Biosecurity ‘spring clean’

Ciara O’Neill is a veterinary surgeon with the Garth Pig Practice. Based in the South West, she has a keen interest in gilt management.

A colleague recently described to me a sign on a farrowing room door – it read: ‘Dip your boots before entry’. Underneath it, someone had added the damning: ‘This means you too, Mr Owner’.   It’s a good reminder that internal biosecurity is the responsibility of everyone.   

To everyone, it should mean the process of identifying the pathogens already present on the unit and reducing their ability to affect the pigs’ health by reducing pathogen load, limiting pathogen spread and maximising the pigs’ ability to mount an immune response to them when exposed.

Many internal biosecurity procedures have evolved – some from trial and error and some from careful consideration of prevailing winds, staff movements, disease risk etc. But all biosecurity measures should be consistently reviewed and updated.

Perhaps one element to include in your ‘spring clean’ biosecurity review is a calculation of value per pig per disease agent prevented by any new internal biosecurity intervention or procedure. This calculation, alongside a risk assessment per pathogen, can be used to create a ‘must-do’ list.

For example, post-weaning E.coli  diarrhoea is often prevalent within herds due to a combination of factors around weaning – stress, change in diet, incomplete cleaning and disinfection, mixing of pigs and movement of people and equipment. With the cost of E.coli PWD being up to £3.50 per pig, a long-term investment in E.coli reduction measures such as separate weaner equipment, barrier entry to the weaner house, and a vaccination programme would pay off.

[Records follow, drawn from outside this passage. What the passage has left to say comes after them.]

//! The player's cutting gesture
//!
//! A stroke is an ordered sequence of sampled points, appended in capture
//! order: first point is the origin of the gesture, last is where it ended.
//! It is frozen once the gesture ends and discarded after evaluation.

use glam::Vec2;

use super::shape::Shape;
use crate::consts::STROKE_DENSIFY_SAMPLES;

/// Cross products with magnitude below this classify as [`Side::Left`]
const SIDE_EPSILON: f32 = 1e-6;

/// Which side of the stroke a point falls on
#[derive(Debug, Clone, Copy, PartialEq, Eq)]
pub enum Side {
    Left,
    Right,
}

/// An ordered sequence of sampled gesture points
#[derive(Debug, Clone, PartialEq)]
pub struct Stroke {
    points: Vec<Vec2>,
}

impl Stroke {
    /// Start a stroke at the gesture origin
    pub fn begin(p: Vec2) -> Self {
        Self { points: vec![p] }
    }

    /// Build a stroke from an already-captured point sequence.
    /// Returns `None` on an empty sequence.
    pub fn from_points(points: Vec<Vec2>) -> Option<Self> {
        if points.is_empty() {
            None
        } else {
            Some(Self { points })
        }
    }

    /// Append a sampled point
    pub fn extend(&mut self, p: Vec2) {
        self.points.push(p);
    }

    /// Gesture origin
    #[inline]
    pub fn start(&self) -> Vec2 {
        self.points[0]
    }

    /// Gesture terminus (equals the origin for a single-point stroke)
    #[inline]
    pub fn end(&self) -> Vec2 {
        self.points[self.points.len() - 1]
    }

    /// Sampled points in capture order
    #[inline]
    pub fn points(&self) -> &[Vec2] {
        &self.points
    }

    /// Straight-line distance from origin to terminus, not arc length.
    /// Callers gate on this to reject accidental taps.
    pub fn reach(&self) -> f32 {
        (self.end() - self.start()).length()
    }

    /// True iff the sampled path has at least one point inside the shape
    /// and at least one outside. A 2-point stroke is densified with
    /// interpolated samples so a straight cut whose endpoints both lie
    /// outside the silhouette still registers.
    pub fn intersects_shape(&self, shape: &Shape) -> bool {
        let mut has_inside = false;
        let mut has_outside = false;

        let mut classify = |p: Vec2| {
            if shape.contains_point(p) {
                has_inside = true;
            } else {
                has_outside = true;
            }
            has_inside && has_outside
        };

        if self.points.len() == 2 {
            let (a, b) = (self.points[0], self.points[1]);
            for i in 0..=STROKE_DENSIFY_SAMPLES {
                let t = i as f32 / STROKE_DENSIFY_SAMPLES as f32;
                if classify(a.lerp(b, t)) {
                    return true;
                }
            }
        } else {
            for &p in &self.points {
                if classify(p) {
                    return true;
                }
            }
        }

        false
    }

    /// Classify a point against the stroke path.
    ///
    /// Finds the path segment closest to the point (clamped projection)
    /// and returns the sign of that segment's cross product with the
    /// point. Points on the path itself (|cross| below epsilon) and
    /// degenerate single-point strokes classify as `Left`; the tie-break
    /// is arbitrary but consistent, which keeps repeated evaluations of
    /// the same cut stable.
    pub fn side_of(&self, p: Vec2) -> Side {
        if self.points.len() < 2 {
            return Side::Left;
        }

        let mut min_dist_sq = f32::INFINITY;
        let mut winning_cross = 0.0;

        for pair in self.points.windows(2) {
            let (a, b) = (pair[0], pair[1]);
            let dir = b - a;
            let rel = p - a;

            let len_sq = dir.length_squared();
            let t = if len_sq > 0.0 {
                (rel.dot(dir) / len_sq).clamp(0.0, 1.0)
            } else {
                0.0
            };

            let closest = a + dir * t;
            let dist_sq = (p - closest).length_squared();
            if dist_sq < min_dist_sq {
                min_dist_sq = dist_sq;
                winning_cross = dir.perp_dot(rel);
            }
        }

        if winning_cross.abs() < SIDE_EPSILON || winning_cross > 0.0 {
            Side::Left
        } else {
            Side::Right
        }
    }
}

#[cfg(test)]
mod tests {
    use super::*;

    fn vertical_stroke() -> Stroke {
        let mut s = Stroke::begin(Vec2::new(100.0, 0.0));
        s.extend(Vec2::new(100.0, 200.0));
        s
    }

    #[test]
    fn test_reach_is_endpoint_distance() {
        let mut s = Stroke::begin(Vec2::new(0.0, 0.0));
        s.extend(Vec2::new(100.0, 0.0));
        // Doubling back shrinks reach even though the path got longer
        s.extend(Vec2::new(3.0, 4.0));
        assert!((s.reach() - 5.0).abs() < 1e-4);
    }

    #[test]
    fn test_from_points_rejects_empty() {
        assert!(Stroke::from_points(vec![]).is_none());
        assert!(Stroke::from_points(vec![Vec2::ZERO]).is_some());
    }

    #[test]
    fn test_side_of_vertical_stroke() {
        let s = vertical_stroke();
        // Canvas coordinates, y down: smaller x is left of a downward stroke
        assert_eq!(s.side_of(Vec2::new(50.0, 100.0)), Side::Left);
        assert_eq!(s.side_of(Vec2::new(150.0, 100.0)), Side::Right);
    }

    #[test]
    fn test_side_of_on_path_tie_breaks_left() {
        let s = vertical_stroke();
        assert_eq!(s.side_of(Vec2::new(100.0, 50.0)), Side::Left);
    }

    #[test]
    fn test_side_of_curved_path_uses_closest_segment() {
        // An L-shaped path: down, then right
        let mut s = Stroke::begin(Vec2::new(0.0, 0.0));
        s.extend(Vec2::new(0.0, 100.0));
        s.extend(Vec2::new(100.0, 100.0));
        // Near the vertical leg
        assert_eq!(s.side_of(Vec2::new(-10.0, 50.0)), Side::Left);
        assert_eq!(s.side_of(Vec2::new(10.0, 50.0)), Side::Right);
        // Near the horizontal leg the sides flip in screen space
        assert_eq!(s.side_of(Vec2::new(50.0, 90.0)), Side::Right);
        assert_eq!(s.side_of(Vec2::new(50.0, 110.0)), Side::Left);
    }

    #[test]
    fn test_single_point_stroke_classifies_left() {
        let s = Stroke::begin(Vec2::new(10.0, 10.0));
        assert_eq!(s.side_of(Vec2::new(500.0, 500.0)), Side::Left);
    }

    #[test]
    fn test_intersects_shape_pass_through() {
        let shape = Shape::circle(Vec2::new(100.0, 100.0), 50.0);
        // Both endpoints outside, but the straight line crosses the circle
        let mut s = Stroke::begin(Vec2::new(100.0, 0.0));
        s.extend(Vec2::new(100.0, 200.0));
        assert!(s.intersects_shape(&shape));
    }

    #[test]
    fn test_intersects_shape_miss() {
        let shape = Shape::circle(Vec2::new(100.0, 100.0), 50.0);
        let mut s = Stroke::begin(Vec2::new(0.0, 0.0));
        s.extend(Vec2::new(10.0, 10.0));
        assert!(!s.intersects_shape(&shape));
    }

    #[test]
    fn test_intersects_shape_fully_inside_is_not_a_cut() {
        let shape = Shape::circle(Vec2::new(100.0, 100.0), 50.0);
        let mut s = Stroke::begin(Vec2::new(90.0, 100.0));
        s.extend(Vec2::new(110.0, 100.0));
        assert!(!s.intersects_shape(&shape));
    }

    #[test]
    fn test_intersects_shape_multi_point_path() {
        let shape = Shape::circle(Vec2::new(100.0, 100.0), 50.0);
        let mut s = Stroke::begin(Vec2::new(100.0, 30.0));
        for y in (40..=170).step_by(10) {
            s.extend(Vec2::new(100.0, y as f32));
        }
        assert!(s.intersects_shape(&shape));
    }
}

However, going back to Mr Owner, who was haphazardly dipping his boots, ‘degree of difficulty’ is often overlooked – all intervention measures need to have a clearly defined value attached to them,
communicated to staff – otherwise, when everyone is under the pump, any biosecurity measure that appears to have little risk but some inconvenience attached will be forgotten. All-in, all-out systems only work if they are 100% ‘all-in, all out’. Any degree of compromise undermines the whole process.

We think of people on farms as being one of the greatest risks to biosecurity, usually because of their ability to transport pathogens on their clothes, on their hands, on their feed and out of their lungs, but often fail to remember that human behaviour, and in particular, constant vigilance and attention to detail, will have the greatest impact on internal biosecurity on our farms.